EXERCISE
Of all the lines in the entries below, give again exactly those starting at the line containing "about is fine." and ending at the line containing "sent to the application.", both ends included, and no others.

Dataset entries

// Copyright 2026 the touchgl Authors
// SPDX-License-Identifier: Apache-2.0 OR MIT

//! Tracing and diagnostics for input handling and the render loop.
//!
//! This module provides a [`TraceSink`] trait with per-event methods that
//! the surface glue calls as events arrive, gestures fire and frames are
//! drawn. All method bodies default to no-ops, so implementing only the
//! events you care about is fine.
//!
//! [`Tracer`] wraps an optional `&mut dyn TraceSink`. When the `trace` feature
//! is **off**, every `Tracer` method compiles to nothing (zero overhead). When
//! **on**, each method performs a single `Option` branch before dispatching.

use crate::gesture::Gesture;
use crate::lifecycle::{LifecycleError, Viewport};
use crate::pointer::{PointerAction, PointerEvent};
use crate::time::EventTime;

// ---------------------------------------------------------------------------
// Event structs
// ---------------------------------------------------------------------------

/// Emitted when the surface receives a pointer event.
#[derive(Clone, Copy, Debug, PartialEq)]
pub struct PointerTraceEvent {
    /// Event time.
    pub time: EventTime,
    /// Action kind.
    pub action: PointerAction,
    /// Pointers in contact.
    pub pointer_count: usize,
    /// Batched historical samples carried by the event.
    pub history_len: usize,
}

impl From<&PointerEvent> for PointerTraceEvent {
    fn from(event: &PointerEvent) -> Self {
        Self {
            time: event.time,
            action: event.action,
            pointer_count: event.pointer_count(),
            history_len: event.history.len(),
        }
    }
}

/// Emitted for every gesture signal sent to the application.
#[derive(Clone, Copy, Debug, PartialEq)]
pub struct GestureTraceEvent {
    /// Time of the pointer event that produced the signal.
    pub time: EventTime,
    /// The signal.
    pub gesture: Gesture,
}

/// Which surface lifecycle callback fired.
#[derive(Clone, Copy, Debug, PartialEq, Eq, Hash)]
pub enum SurfaceEventKind {
    /// The graphics context was created.
    Created,
    /// The surface was resized.
    Changed(Viewport),
}

/// Emitted when a frame is handed to the application.
#[derive(Clone, Copy, Debug, PartialEq, Eq, Hash)]
pub struct FrameTraceEvent {
    /// Monotonic frame counter.
    pub frame_index: u64,
    /// Viewport of the default target for this frame.
    pub viewport: Viewport,
}

/// Emitted when a graphics call reports an error.
#[derive(Clone, Copy, Debug, PartialEq, Eq, Hash)]
pub struct GraphicsErrorTraceEvent {
    /// Name of the failed call, e.g. `glClear`.
    pub call: &'static str,
    /// What the caller was trying to do.
    pub description: &'static str,
}

// ---------------------------------------------------------------------------
// TraceSink trait
// ---------------------------------------------------------------------------

/// Receives trace events from the surface glue.
///
/// All methods have default no-op implementations, so you only need to
/// override the events you care about.
pub trait TraceSink {
    /// Called when a pointer event arrives.
    fn on_pointer_event(&mut self, e: &PointerTraceEvent) {
        _ = e;
    }

    /// Called for each gesture signal dispatched.
    fn on_gesture(&mut self, e: &GestureTraceEvent) {
        _ = e;
    }

    /// Called on surface created/changed.
    fn on_surface(&mut self, e: &SurfaceEventKind) {
        _ = e;
    }

    /// Called when a frame is handed to the application.
    fn on_frame(&mut self, e: &FrameTraceEvent) {
        _ = e;
    }

    /// Called when a graphics call fails.
    fn on_graphics_error(&mut self, e: &GraphicsErrorTraceEvent) {
        _ = e;
    }

    /// Called when a lifecycle callback arrives out of order.
    fn on_lifecycle_error(&mut self, e: &LifecycleError) {
        _ = e;
    }
}

// ---------------------------------------------------------------------------
// NoopSink
// ---------------------------------------------------------------------------

/// A [`TraceSink`] that discards all events.
#[derive(Clone, Copy, Debug, Default)]
pub struct NoopSink;

impl TraceSink for NoopSink {}

// ---------------------------------------------------------------------------
// Tracer wrapper
// ---------------------------------------------------------------------------

/// Thin wrapper around an optional [`TraceSink`].
///
/// When the `trace` feature is **off**, every method compiles to nothing. When
/// **on**, each method checks the inner `Option` (one branch) before
/// dispatching to the sink.
pub struct Tracer<'a> {
    #[cfg(feature = "trace")]
    sink: Option<&'a mut dyn TraceSink>,
    #[cfg(not(feature = "trace"))]
    _marker: core::marker::PhantomData<&'a mut dyn TraceSink>,
}

impl core::fmt::Debug for Tracer<'_> {
    fn fmt(&self, f: &mut core::fmt::Formatter<'_>) -> core::fmt::Result {
        f.debug_struct("Tracer").finish_non_exhaustive()
    }
}

impl<'a> Tracer<'a> {
    /// Creates a tracer that dispatches to the given sink.
    #[inline]
    #[must_use]
    pub fn new(sink: &'a mut dyn TraceSink) -> Self {
        #[cfg(feature = "trace")]
        {
            Self { sink: Some(sink) }
        }
        #[cfg(not(feature = "trace"))]
        {
            _ = sink;
            Self {
                _marker: core::marker::PhantomData,
            }
        }
    }

    /// Creates a tracer that discards all events.
    #[inline]
    #[must_use]
    pub fn none() -> Self {
        #[cfg(feature = "trace")]
        {
            Self { sink: None }
        }
        #[cfg(not(feature = "trace"))]
        {
            Self {
                _marker: core::marker::PhantomData,
            }
        }
    }

    /// Emits a [`PointerTraceEvent`].
    #[inline]
    pub fn pointer_event(&mut self, e: &PointerTraceEvent) {
        #[cfg(feature = "trace")]
        if let Some(s) = &mut self.sink {
            s.on_pointer_event(e);
        }
        #[cfg(not(feature = "trace"))]
        {
            _ = e;
        }
    }

    /// Emits a [`GestureTraceEvent`].
    #[inline]
    pub fn gesture(&mut self, e: &GestureTraceEvent) {
        #[cfg(feature = "trace")]
        if let Some(s) = &mut self.sink {
            s.on_gesture(e);
        }
        #[cfg(not(feature = "trace"))]
        {
            _ = e;
        }
    }

    /// Emits a [`SurfaceEventKind`].
    #[inline]
    pub fn surface(&mut self, e: &SurfaceEventKind) {
        #[cfg(feature = "trace")]
        if let Some(s) = &mut self.sink {
            s.on_surface(e);
        }
        #[cfg(not(feature = "trace"))]
        {
            _ = e;
        }
    }

    /// Emits a [`FrameTraceEvent`].
    #[inline]
    pub fn frame(&mut self, e: &FrameTraceEvent) {
        #[cfg(feature = "trace")]
        if let Some(s) = &mut self.sink {
            s.on_frame(e);
        }
        #[cfg(not(feature = "trace"))]
        {
            _ = e;
        }
    }

    /// Emits a [`GraphicsErrorTraceEvent`].
    #[inline]
    pub fn graphics_error(&mut self, e: &GraphicsErrorTraceEvent) {
        #[cfg(feature = "trace")]
        if let Some(s) = &mut self.sink {
            s.on_graphics_error(e);
        }
        #[cfg(not(feature = "trace"))]
        {
            _ = e;
        }
    }

    /// Emits a [`LifecycleError`].
    #[inline]
    pub fn lifecycle_error(&mut self, e: &LifecycleError) {
        #[cfg(feature = "trace")]
        if let Some(s) = &mut self.sink {
            s.on_lifecycle_error(e);
        }
        #[cfg(not(feature = "trace"))]
        {
            _ = e;
        }
    }
}

// ---------------------------------------------------------------------------
// Tests
// ---------------------------------------------------------------------------

#[cfg(test)]
mod tests {
    use super::*;
    use crate::pointer::Pointer;
    use alloc::vec;
    use kurbo::{Point, Vec2};

    fn sample_event() -> PointerEvent {
        PointerEvent::new(
            PointerAction::Move,
            EventTime(42),
            vec![Pointer::new(0, 1.0, 2.0), Pointer::new(1, 3.0, 4.0)],
        )
        .with_history(EventTime(40), vec![Point::new(0.0, 0.0), Point::new(3.0, 3.0)])
    }

    #[test]
    fn pointer_trace_event_from_pointer_event() {
        let e = PointerTraceEvent::from(&sample_event());
        assert_eq!(e.time, EventTime(42));
        assert_eq!(e.action, PointerAction::Move);
        assert_eq!(e.pointer_count, 2);
        assert_eq!(e.history_len, 1);
    }

    #[test]
    fn noop_sink_compiles() {
        let mut sink = NoopSink;
        sink.on_pointer_event(&PointerTraceEvent::from(&sample_event()));
        sink.on_gesture(&GestureTraceEvent {
            time: EventTime(0),
            gesture: Gesture::Scale(1.0),
        });
        sink.on_surface(&SurfaceEventKind::Created);
        sink.on_frame(&FrameTraceEvent {
            frame_index: 0,
            viewport: Viewport::PLACEHOLDER,
        });
        sink.on_lifecycle_error(&LifecycleError::NoViewport);
    }

    #[test]
    fn tracer_none_does_nothing() {
        let mut tracer = Tracer::none();
        tracer.pointer_event(&PointerTraceEvent::from(&sample_event()));
        tracer.gesture(&GestureTraceEvent {
            time: EventTime(0),
            gesture: Gesture::Move(Vec2::ZERO),
        });
        tracer.graphics_error(&GraphicsErrorTraceEvent {
            call: "glClear",
            description: "Failed to clear framebuffer",
        });
    }

    #[cfg(feature = "trace")]
    #[test]
    fn tracer_dispatches_to_sink() {
        use alloc::vec::Vec;

        struct RecordingSink {
            frames: Vec<u64>,
            gestures: Vec<Gesture>,
        }
        impl TraceSink for RecordingSink {
            fn on_frame(&mut self, e: &FrameTraceEvent) {
                self.frames.push(e.frame_index);
            }
            fn on_gesture(&mut self, e: &GestureTraceEvent) {
                self.gestures.push(e.gesture);
            }
        }

        let mut sink = RecordingSink {
            frames: Vec::new(),
            gestures: Vec::new(),
        };
        let mut tracer = Tracer::new(&mut sink);
        tracer.frame(&FrameTraceEvent {
            frame_index: 7,
            viewport: Viewport::new(640, 480),
        });
        tracer.gesture(&GestureTraceEvent {
            time: EventTime(1),
            gesture: Gesture::Scale(0.5),
        });
        // Access sink after tracer is dropped.
        drop(tracer);
        assert_eq!(sink.frames, &[7]);
        assert_eq!(sink.gestures, &[Gesture::Scale(0.5)]);
    }
}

RESPONSE AREA
//! events you care about is fine.
//!
//! [`Tracer`] wraps an optional `&mut dyn TraceSink`. When the `trace` feature
//! is **off**, every `Tracer` method compiles to nothing (zero overhead). When
//! **on**, each method performs a single `Option` branch before dispatching.

use crate::gesture::Gesture;
use crate::lifecycle::{LifecycleError, Viewport};
use crate::pointer::{PointerAction, PointerEvent};
use crate::time::EventTime;

// ---------------------------------------------------------------------------
// Event structs
// ---------------------------------------------------------------------------

/// Emitted when the surface receives a pointer event.
#[derive(Clone, Copy, Debug, PartialEq)]
pub struct PointerTraceEvent {
    /// Event time.
    pub time: EventTime,
    /// Action kind.
    pub action: PointerAction,
    /// Pointers in contact.
    pub pointer_count: usize,
    /// Batched historical samples carried by the event.
    pub history_len: usize,
}

impl From<&PointerEvent> for PointerTraceEvent {
    fn from(event: &PointerEvent) -> Self {
        Self {
            time: event.time,
            action: event.action,
            pointer_count: event.pointer_count(),
            history_len: event.history.len(),
        }
    }
}

/// Emitted for every gesture signal sent to the application.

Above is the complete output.